Scarlett Johannson etiketine sahip kayıtlar gösteriliyor. Tüm kayıtları göster
Scarlett Johannson etiketine sahip kayıtlar gösteriliyor. Tüm kayıtları göster

29 Ocak 2014 Çarşamba

"En İyi Film" adaylarını sıralamaca #4

“Zenginin malı – züğürdün çenesi” hesabı, bu senenin “En İyi Film” Oscar’ına aday olan 9 filmi zevkime göre sıralıyorum. Çoğu hakkında bir şey yazmamışım zaten, bu bahaneyle iki laf etmiş oluruz.

ÖNCEKİ YAZILAR: X. Philomena, 8. American Hustle, 7. Dallas Buyers Club

6. HER


Peşinen belirteyim ki, bu sıralamada yukarı doğru ilerledikçe filmler arasındaki mesafe giderek daralıyor. Mesela 6-5-4 numaralı filmler arasında çok ayrım yapamıyorum.

Yönetmen-yazar Spike Jonze’un yeni filmi Her 6 numarada. Ama American Hustle ve Dallas Buyers Club’a karşı gösterdiğim düşmanca tutumu burada sergilemeyeceğim!

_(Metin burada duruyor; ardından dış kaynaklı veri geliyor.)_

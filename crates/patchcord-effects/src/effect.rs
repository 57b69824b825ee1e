//! The [`Effect`] capability interface and shared helpers.
//!
//! ## Design Decisions
//!
//! - **Composition over inheritance**: every variant owns a [`NodeGraph`]
//!   and a [`ParameterStore`]; the trait supplies the uniform
//!   input/output/teardown behavior on top of those two accessors.
//!
//! - **Explicit context**: effects never hold the [`AudioContext`]. Every
//!   operation that touches a live node takes `&mut AudioContext`, so the
//!   side effect is visible at the call site.
//!
//! - **Object-safe**: effect chains store `Box<dyn Effect>`.

use core::fmt;
use core::str::FromStr;

use patchcord_core::{AudioContext, EdgeId, GraphError, NodeId, NodeKind, ParamDescriptor, ParamName};
use serde::{Deserialize, Serialize};
use serde_json::Value;

use crate::compressor::Compressor;
use crate::delay::Delay;
use crate::distortion::Distortion;
use crate::envelope::EnvelopeFilter;
use crate::error::EffectError;
use crate::filter::Filter;
use crate::node_graph::NodeGraph;
use crate::reverb::Reverb;
use crate::store::ParameterStore;
use crate::vco::Vco;

/// Floor an exponential fade ramps down to.
pub const FADE_FLOOR: f32 = 0.0001;

/// Default duration of [`fade_out`], in seconds.
pub const DEFAULT_FADE_SECS: f64 = 0.05;

/// The effect variants.
#[derive(Debug, Clone, Copy, PartialEq, Eq, Hash, Serialize, Deserialize)]
#[serde(rename_all = "snake_case")]
pub enum EffectKind {
    /// Dynamics compressor.
    Compressor,
    /// Single biquad filter.
    Filter,
    /// Feedback delay.
    Delay,
    /// Wave-shaping distortion.
    Distortion,
    /// ADSR gain envelope.
    EnvelopeFilter,
    /// Convolution reverb.
    Reverb,
    /// Two-oscillator voice.
    Vco,
}

impl EffectKind {
    /// Every variant.
    pub const ALL: [Self; 7] = [
        Self::Compressor,
        Self::Filter,
        Self::Delay,
        Self::Distortion,
        Self::EnvelopeFilter,
        Self::Reverb,
        Self::Vco,
    ];

    /// Returns the stable snake_case name.
    pub const fn as_str(self) -> &'static str {
        match self {
            Self::Compressor => "compressor",
            Self::Filter => "filter",
            Self::Delay => "delay",
            Self::Distortion => "distortion",
            Self::EnvelopeFilter => "envelope_filter",
            Self::Reverb => "reverb",
            Self::Vco => "vco",
        }
    }

    /// Returns the numeric parameters the variant exposes.
    pub fn params(self) -> &'static [ParamDescriptor] {
        match self {
            Self::Compressor => Compressor::PARAMS,
            Self::Filter => Filter::PARAMS,
            Self::Delay => Delay::PARAMS,
            Self::Distortion => Distortion::PARAMS,
            Self::EnvelopeFilter => EnvelopeFilter::PARAMS,
            Self::Reverb => Reverb::PARAMS,
            Self::Vco => Vco::PARAMS,
        }
    }
}

impl fmt::Display for EffectKind {
    fn fmt(&self, f: &mut fmt::Formatter<'_>) -> fmt::Result {
        f.write_str(self.as_str())
    }
}

/// Error returned when parsing an unknown effect name.
#[derive(Debug, Clone, PartialEq, Eq, thiserror::Error)]
#[error("unknown effect: {0}")]
pub struct UnknownEffect(pub String);

impl FromStr for EffectKind {
    type Err = UnknownEffect;

    fn from_str(s: &str) -> Result<Self, Self::Err> {
        let normalized = s.to_ascii_lowercase().replace('-', "_");
        Self::ALL
            .into_iter()
            .find(|kind| kind.as_str() == normalized)
            .ok_or_else(|| UnknownEffect(s.to_owned()))
    }
}

/// A composable unit wrapping one or more host nodes behind a single
/// input/output pair.
///
/// Implementors provide the graph, the settings store, level handling and
/// named parameter access; everything else has a default built on those.
///
/// # Example
///
/// ```rust
/// use patchcord_core::AudioContext;
/// use patchcord_effects::{Effect, Filter, FilterSettings};
///
/// let mut ctx = AudioContext::new(48000.0);
/// let src = ctx.create_oscillator();
/// let mut filter = Filter::new(&mut ctx, FilterSettings::default()).unwrap();
///
/// let dest = ctx.destination();
/// filter.set_input(&mut ctx, src).unwrap();
/// filter.set_output(&mut ctx, dest).unwrap();
/// filter.set_param(&mut ctx, "freq", 800.0).unwrap();
/// assert_eq!(filter.get_param("freq"), Some(800.0));
///
/// filter.teardown(&mut ctx).unwrap();
/// assert_eq!(ctx.outgoing_count(filter.main_node()), 0);
/// ```
pub trait Effect: Send {
    /// Returns which variant this is.
    fn kind(&self) -> EffectKind;

    /// Returns the effect's nodes.
    fn graph(&self) -> &NodeGraph;

    /// Returns the effect's nodes mutably.
    fn graph_mut(&mut self) -> &mut NodeGraph;

    /// Returns the stored configuration.
    fn settings(&self) -> &ParameterStore;

    /// Returns the stored configuration mutably.
    fn settings_mut(&mut self) -> &mut ParameterStore;

    /// Returns the level (conventionally 0–1).
    fn level(&self) -> f32;

    /// Sets the level. Each variant decides what, if anything, it drives.
    fn set_level(&mut self, ctx: &mut AudioContext, level: f32) -> Result<(), EffectError>;

    /// Returns the numeric parameters this effect exposes.
    fn params(&self) -> &'static [ParamDescriptor] {
        self.kind().params()
    }

    /// Reads a numeric parameter by key.
    fn get_param(&self, name: &str) -> Option<f32>;

    /// Writes a numeric parameter by key, pushing it to the live node.
    fn set_param(&mut self, ctx: &mut AudioContext, name: &str, value: f32)
    -> Result<(), EffectError>;

    /// Applies any finished background work. Most effects have none.
    fn poll(&mut self, _ctx: &mut AudioContext) -> Result<(), EffectError> {
        Ok(())
    }

    /// Returns the node exposed downstream.
    fn main_node(&self) -> NodeId {
        self.graph().main()
    }

    /// Returns the node an input attaches to.
    fn entry_node(&self) -> NodeId {
        self.graph().entry()
    }

    /// Patches `source` into the effect, replacing the previous input.
    fn set_input(&mut self, ctx: &mut AudioContext, source: NodeId) -> Result<EdgeId, EffectError> {
        Ok(self.graph_mut().attach_input(ctx, source)?)
    }

    /// Returns the current input source.
    fn input(&self) -> Option<NodeId> {
        self.graph().input()
    }

    /// Patches the effect into `sink`, replacing the previous output.
    fn set_output(&mut self, ctx: &mut AudioContext, sink: NodeId) -> Result<EdgeId, EffectError> {
        Ok(self.graph_mut().attach_output(ctx, sink)?)
    }

    /// Returns the current output sink.
    fn output(&self) -> Option<NodeId> {
        self.graph().output()
    }

    /// Adds an edge from the main node to `node` and returns the main node.
    ///
    /// Unlike [`set_output()`](Self::set_output) the edge is not recorded,
    /// so several sinks can be fed. Connecting twice is a no-op.
    fn connect(&self, ctx: &mut AudioContext, node: NodeId) -> Result<NodeId, EffectError> {
        let main = self.main_node();
        if !ctx.is_connected(main, node) {
            ctx.connect(main, node)?;
        }
        Ok(main)
    }

    /// Severs every outward edge of the main node.
    fn disconnect(&mut self, ctx: &mut AudioContext) -> Result<NodeId, EffectError> {
        self.graph_mut().disconnect_main(ctx)?;
        Ok(self.main_node())
    }

    /// Severs every outward edge of every internal node.
    fn disconnect_all(&mut self, ctx: &mut AudioContext) -> Result<(), EffectError> {
        self.graph_mut().disconnect_internal(ctx)?;
        Ok(())
    }

    /// Disconnects the main node only.
    ///
    /// Internal nodes keep their wiring; use [`teardown()`](Self::teardown)
    /// to release everything.
    fn destroy(&mut self, ctx: &mut AudioContext) -> Result<NodeId, EffectError> {
        self.disconnect(ctx)
    }

    /// Closes the input and disconnects the main node and every internal
    /// node.
    fn teardown(&mut self, ctx: &mut AudioContext) -> Result<(), EffectError> {
        tracing::debug!(effect = %self.kind(), "teardown");
        self.graph_mut().teardown(ctx)?;
        Ok(())
    }

    /// Updates a stored setting. The live graph is not touched.
    fn update_setting(&mut self, name: &str, value: Value) -> Result<(), EffectError> {
        self.settings_mut().update(name, value)
    }

    /// Replaces the whole stored configuration.
    fn replace_settings(&mut self, settings: ParameterStore) {
        self.settings_mut().replace(settings);
    }
}

/// Fades an effect out by ramping its main gain exponentially to
/// [`FADE_FLOOR`] over `duration` seconds from now.
///
/// The main node must be a gain node.
pub fn fade_out(
    ctx: &mut AudioContext,
    effect: &dyn Effect,
    duration: f64,
) -> Result<(), EffectError> {
    let main = effect.main_node();
    match ctx.kind(main) {
        Some(NodeKind::Gain) => {}
        Some(actual) => {
            return Err(GraphError::WrongNodeKind {
                node: main,
                expected: "gain",
                actual,
            }
            .into());
        }
        None => return Err(GraphError::NodeNotFound(main).into()),
    }

    let now = ctx.current_time();
    let gain = ctx.param_mut(main, ParamName::Gain)?;
    gain.cancel_and_hold_at_time(now)?;
    gain.exponential_ramp_to_value_at_time(FADE_FLOOR, now + duration.max(0.0))?;
    Ok(())
}

/// Looks up a descriptor by key.
pub fn find_param(params: &'static [ParamDescriptor], name: &str) -> Option<&'static ParamDescriptor> {
    params.iter().find(|p| p.key == name)
}

pub(crate) fn unknown_param(effect: EffectKind, name: &str) -> EffectError {
    EffectError::UnknownParam {
        effect,
        name: name.to_owned(),
    }
}
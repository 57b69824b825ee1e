//! Error types for configuration operations.

use std::path::PathBuf;

use patchcord_effects::{EffectError, EffectKind};
use thiserror::Error;

/// Errors that can occur during configuration operations.
#[derive(Debug, Error)]
pub enum ConfigError {
    /// Failed to read a file
    #[error("failed to read file '{path}': {source}")]
    ReadFile {
        /// Path of the file that could not be read.
        path: PathBuf,
        /// Underlying I/O error.
        #[source]
        source: std::io::Error,
    },

    /// Failed to write a file
    #[error("failed to write file '{path}': {source}")]
    WriteFile {
        /// Path of the file that could not be written.
        path: PathBuf,
        /// Underlying I/O error.
        #[source]
        source: std::io::Error,
    },

    /// Failed to create directory
    #[error("failed to create directory '{path}': {source}")]
    CreateDir {
        /// Path of the directory that could not be created.
        path: PathBuf,
        /// Underlying I/O error.
        #[source]
        source: std::io::Error,
    },

    /// Failed to parse TOML
    #[error("failed to parse TOML: {0}")]
    TomlParse(#[from] toml::de::Error),

    /// Failed to serialize TOML
    #[error("failed to serialize TOML: {0}")]
    TomlSerialize(#[from] toml::ser::Error),

    /// Factory preset not found
    #[error("preset not found: {0}")]
    PresetNotFound(String),

    /// A chain with no effects has no input or output to patch.
    #[error("effect chain is empty")]
    EmptyChain,

    /// Building or wiring one effect of a chain failed.
    #[error("effect #{index} ({kind}) failed: {source}")]
    Effect {
        /// Position of the effect in the chain.
        index: usize,
        /// Variant that failed.
        kind: EffectKind,
        /// Underlying effect error.
        #[source]
        source: EffectError,
    },
}

impl ConfigError {
    /// Create a read file error.
    pub fn read_file(path: impl Into<PathBuf>, source: std::io::Error) -> Self {
        ConfigError::ReadFile {
            path: path.into(),
            source,
        }
    }

    /// Create a write file error.
    pub fn write_file(path: impl Into<PathBuf>, source: std::io::Error) -> Self {
        ConfigError::WriteFile {
            path: path.into(),
            source,
        }
    }

    /// Create a create directory error.
    pub fn create_dir(path: impl Into<PathBuf>, source: std::io::Error) -> Self {
        ConfigError::CreateDir {
            path: path.into(),
            source,
        }
    }

    /// Create an error for the effect at `index`.
    pub fn effect(index: usize, kind: EffectKind, source: EffectError) -> Self {
        ConfigError::Effect {
            index,
            kind,
            source,
        }
    }
}
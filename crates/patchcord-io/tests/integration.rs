//! Integration tests for patchcord-io WAV I/O and file-backed reverb loading.

use std::sync::Arc;
use std::time::Duration;

use patchcord_core::{AudioBuffer, AudioContext};
use patchcord_effects::{Effect, LoadError, LoadStatus, Reverb, ReverbSettings};
use patchcord_io::{Error, WavFileLoader, read_buffer, write_buffer};
use tempfile::NamedTempFile;

const WAIT: Duration = Duration::from_secs(5);

// ---------------------------------------------------------------------------
// WAV decoding
// ---------------------------------------------------------------------------

fn sine_wave(sample_rate: u32, freq_hz: f32, num_samples: usize) -> Vec<f32> {
    (0..num_samples)
        .map(|i| (2.0 * std::f32::consts::PI * freq_hz * i as f32 / sample_rate as f32).sin())
        .collect()
}

fn pcm_spec(channels: u16, sample_rate: u32, bits_per_sample: u16) -> hound::WavSpec {
    hound::WavSpec {
        channels,
        sample_rate,
        bits_per_sample,
        sample_format: hound::SampleFormat::Int,
    }
}

#[test]
fn buffer_roundtrip_preserves_samples_and_rate() {
    let buffer = AudioBuffer::new(sine_wave(32000, 250.0, 640), 32000.0);
    let file = NamedTempFile::new().unwrap();
    write_buffer(file.path(), &buffer).unwrap();

    let loaded = read_buffer(file.path()).unwrap();
    assert_eq!(loaded.sample_rate(), 32000.0);
    assert_eq!(loaded.samples(), buffer.samples());
}

#[test]
fn reads_24_bit_impulse_response() {
    let expected: Vec<f32> = sine_wave(48000, 1000.0, 480).iter().map(|s| s * 0.5).collect();
    let file = NamedTempFile::new().unwrap();
    let mut writer = hound::WavWriter::create(file.path(), pcm_spec(1, 48000, 24)).unwrap();
    for &s in &expected {
        writer.write_sample((s * 8_388_608.0) as i32).unwrap();
    }
    writer.finalize().unwrap();

    let loaded = read_buffer(file.path()).unwrap();
    assert_eq!(loaded.len(), expected.len());
    for (a, b) in expected.iter().zip(loaded.samples()) {
        assert!((a - b).abs() < 1e-5, "sample mismatch: {a} vs {b}");
    }
}

#[test]
fn stereo_16_bit_response_is_folded_to_mono() {
    let file = NamedTempFile::new().unwrap();
    let mut writer = hound::WavWriter::create(file.path(), pcm_spec(2, 22050, 16)).unwrap();
    for s in [16384i16, 0, -16384, -16384] {
        writer.write_sample(s).unwrap();
    }
    writer.finalize().unwrap();

    let loaded = read_buffer(file.path()).unwrap();
    assert_eq!(loaded.sample_rate(), 22050.0);
    assert_eq!(loaded.samples(), &[0.25, -0.5]);
}

#[test]
fn truncated_file_is_a_wav_error() {
    let file = NamedTempFile::new().unwrap();
    write_buffer(file.path(), &AudioBuffer::new(vec![0.5; 64], 48000.0)).unwrap();
    let bytes = std::fs::read(file.path()).unwrap();
    std::fs::write(file.path(), &bytes[..20]).unwrap();

    assert!(matches!(read_buffer(file.path()), Err(Error::Wav(_))));
}

// ---------------------------------------------------------------------------
// Reverb with WavFileLoader
// ---------------------------------------------------------------------------

fn wet_reverb(src: &str) -> ReverbSettings {
    ReverbSettings {
        level: Some(1.0),
        time: Some(0.0),
        src: Some(src.to_owned()),
        wet: Some(1.0),
        dry: Some(0.0),
    }
}

#[test]
fn reverb_convolves_with_response_from_disk() {
    let dir = tempfile::tempdir().unwrap();
    write_buffer(
        dir.path().join("tap.wav"),
        &AudioBuffer::new(vec![0.5], 48000.0),
    )
    .unwrap();

    let mut ctx = AudioContext::new(48000.0);
    let loader = Arc::new(WavFileLoader::with_root(dir.path()));
    let mut reverb = Reverb::new(&mut ctx, wet_reverb("tap.wav"), loader).unwrap();

    let src = ctx.create_constant_source(1.0).unwrap();
    let dest = ctx.destination();
    reverb.set_input(&mut ctx, src).unwrap();
    reverb.set_output(&mut ctx, dest).unwrap();
    ctx.start(src, 0.0).unwrap();

    assert_eq!(reverb.wait(&mut ctx, WAIT).unwrap(), LoadStatus::Ready);
    let out = ctx.render(128);
    assert!(out.iter().all(|&s| (s - 0.5).abs() < 1e-6), "{out:?}");
}

#[test]
fn reverb_resamples_response_to_context_rate() {
    let dir = tempfile::tempdir().unwrap();
    let response = AudioBuffer::new(vec![1.0, 0.75, 0.5, 0.25], 24000.0);
    write_buffer(dir.path().join("room.wav"), &response).unwrap();

    let mut ctx = AudioContext::new(48000.0);
    let loader = Arc::new(WavFileLoader::with_root(dir.path()));
    let mut reverb = Reverb::new(&mut ctx, wet_reverb("room.wav"), loader).unwrap();
    assert_eq!(reverb.wait(&mut ctx, WAIT).unwrap(), LoadStatus::Ready);

    let conv = reverb.convolver().unwrap();
    let installed = ctx.buffer(conv).unwrap().unwrap();
    assert_eq!(installed.sample_rate(), 48000.0);
    assert!(installed.len() > response.len());
}

#[test]
fn reverb_missing_file_fails_without_sound() {
    let dir = tempfile::tempdir().unwrap();
    let mut ctx = AudioContext::new(48000.0);
    let loader = Arc::new(WavFileLoader::with_root(dir.path()));
    let mut reverb = Reverb::new(&mut ctx, wet_reverb("absent.wav"), loader).unwrap();

    assert_eq!(reverb.wait(&mut ctx, WAIT).unwrap(), LoadStatus::Failed);
    assert_eq!(
        reverb.last_error(),
        Some(&LoadError::NotFound("absent.wav".to_owned()))
    );
}

#[test]
fn reverb_remote_source_is_unsupported() {
    let mut ctx = AudioContext::new(48000.0);
    let loader = Arc::new(WavFileLoader::new());
    let mut reverb = Reverb::new(&mut ctx, wet_reverb("http://example.com/ir.wav"), loader).unwrap();

    assert_eq!(reverb.wait(&mut ctx, WAIT).unwrap(), LoadStatus::Failed);
    assert!(matches!(reverb.last_error(), Some(LoadError::Unsupported(_))));
}

#[test]
fn reverb_switches_to_file_url_source() {
    let dir = tempfile::tempdir().unwrap();
    let first = dir.path().join("first.wav");
    let second = dir.path().join("second.wav");
    write_buffer(&first, &AudioBuffer::new(vec![1.0], 48000.0)).unwrap();
    write_buffer(&second, &AudioBuffer::new(vec![0.25, 0.125], 48000.0)).unwrap();

    let mut ctx = AudioContext::new(48000.0);
    let loader = Arc::new(WavFileLoader::new());
    let mut reverb = Reverb::new(&mut ctx, wet_reverb(&first.display().to_string()), loader).unwrap();
    assert_eq!(reverb.wait(&mut ctx, WAIT).unwrap(), LoadStatus::Ready);

    let url = format!("file://{}", second.display());
    reverb.set_source(&mut ctx, &url).unwrap();
    assert_eq!(reverb.wait(&mut ctx, WAIT).unwrap(), LoadStatus::Ready);

    let conv = reverb.convolver().unwrap();
    assert_eq!(
        ctx.buffer(conv).unwrap().map(AudioBuffer::samples),
        Some(&[0.25, 0.125][..])
    );
}
//! Patchcord Effects - composable effects on the patchcord host graph
//!
//! Each effect wraps one or more host nodes behind a single input/output
//! pair and keeps its configuration in a [`ParameterStore`]:
//!
//! - [`Compressor`] - Dynamics compressor node
//! - [`Filter`] - Single biquad filter
//! - [`Delay`] - Feedback delay with presets
//! - [`Distortion`] - Wave-shaping soft clipper
//! - [`EnvelopeFilter`] - ADSR gain envelope
//! - [`Reverb`] - Convolution reverb with async impulse-response loading
//! - [`Vco`] - Two detuned oscillators into a VCA
//!
//! All effects implement [`Effect`], so chains can hold `Box<dyn Effect>`.
//!
//! ## Example
//!
//! ```rust
//! use patchcord_core::AudioContext;
//! use patchcord_effects::{Delay, DelaySettings, Distortion, DistortionSettings, Effect};
//!
//! let mut ctx = AudioContext::new(48000.0);
//! let src = ctx.create_oscillator();
//! let mut dist = Distortion::new(&mut ctx, DistortionSettings::default()).unwrap();
//! let mut delay = Delay::new(&mut ctx, DelaySettings::from_preset("echos").unwrap()).unwrap();
//!
//! let dest = ctx.destination();
//! dist.set_input(&mut ctx, src).unwrap();
//! delay.set_input(&mut ctx, dist.main_node()).unwrap();
//! delay.set_output(&mut ctx, dest).unwrap();
//! ctx.start(src, 0.0).unwrap();
//!
//! let block = ctx.render(256);
//! assert_eq!(block.len(), 256);
//! ```

pub mod compressor;
pub mod delay;
pub mod distortion;
pub mod effect;
pub mod envelope;
pub mod error;
pub mod filter;
pub mod loader;
pub mod node_graph;
pub mod reverb;
pub mod store;
pub mod vco;

// Re-export main types at crate root
pub use compressor::{Compressor, CompressorSettings};
pub use delay::{DELAY_PRESETS, Delay, DelayPreset, DelaySettings, delay_preset};
pub use distortion::{CURVE_SAMPLES, Distortion, DistortionSettings, make_distortion_curve};
pub use effect::{DEFAULT_FADE_SECS, Effect, EffectKind, FADE_FLOOR, UnknownEffect, fade_out, find_param};
pub use envelope::{EnvelopeFilter, EnvelopeSettings};
pub use error::EffectError;
pub use filter::{Filter, FilterSettings};
pub use loader::{ImpulseResponseLoader, LoadError, LoadStatus};
pub use node_graph::{Attachment, NodeGraph};
pub use reverb::{Reverb, ReverbSettings};
pub use store::ParameterStore;
pub use vco::{Vco, VcoSettings};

Jonze’un hayal ettiği alternatif (?) gelecekte, insani yapay zekâya sahip işletim sistemleri mevcut. Boşanma arifesinde yalnızlık çeken Theodore’un (Joaquin Phoenix), Scarseks Johansson’ın seslendirdiği Samantha adındaki işletim sistemiyle girdiği diyaloga şahit oluyoruz film boyunca.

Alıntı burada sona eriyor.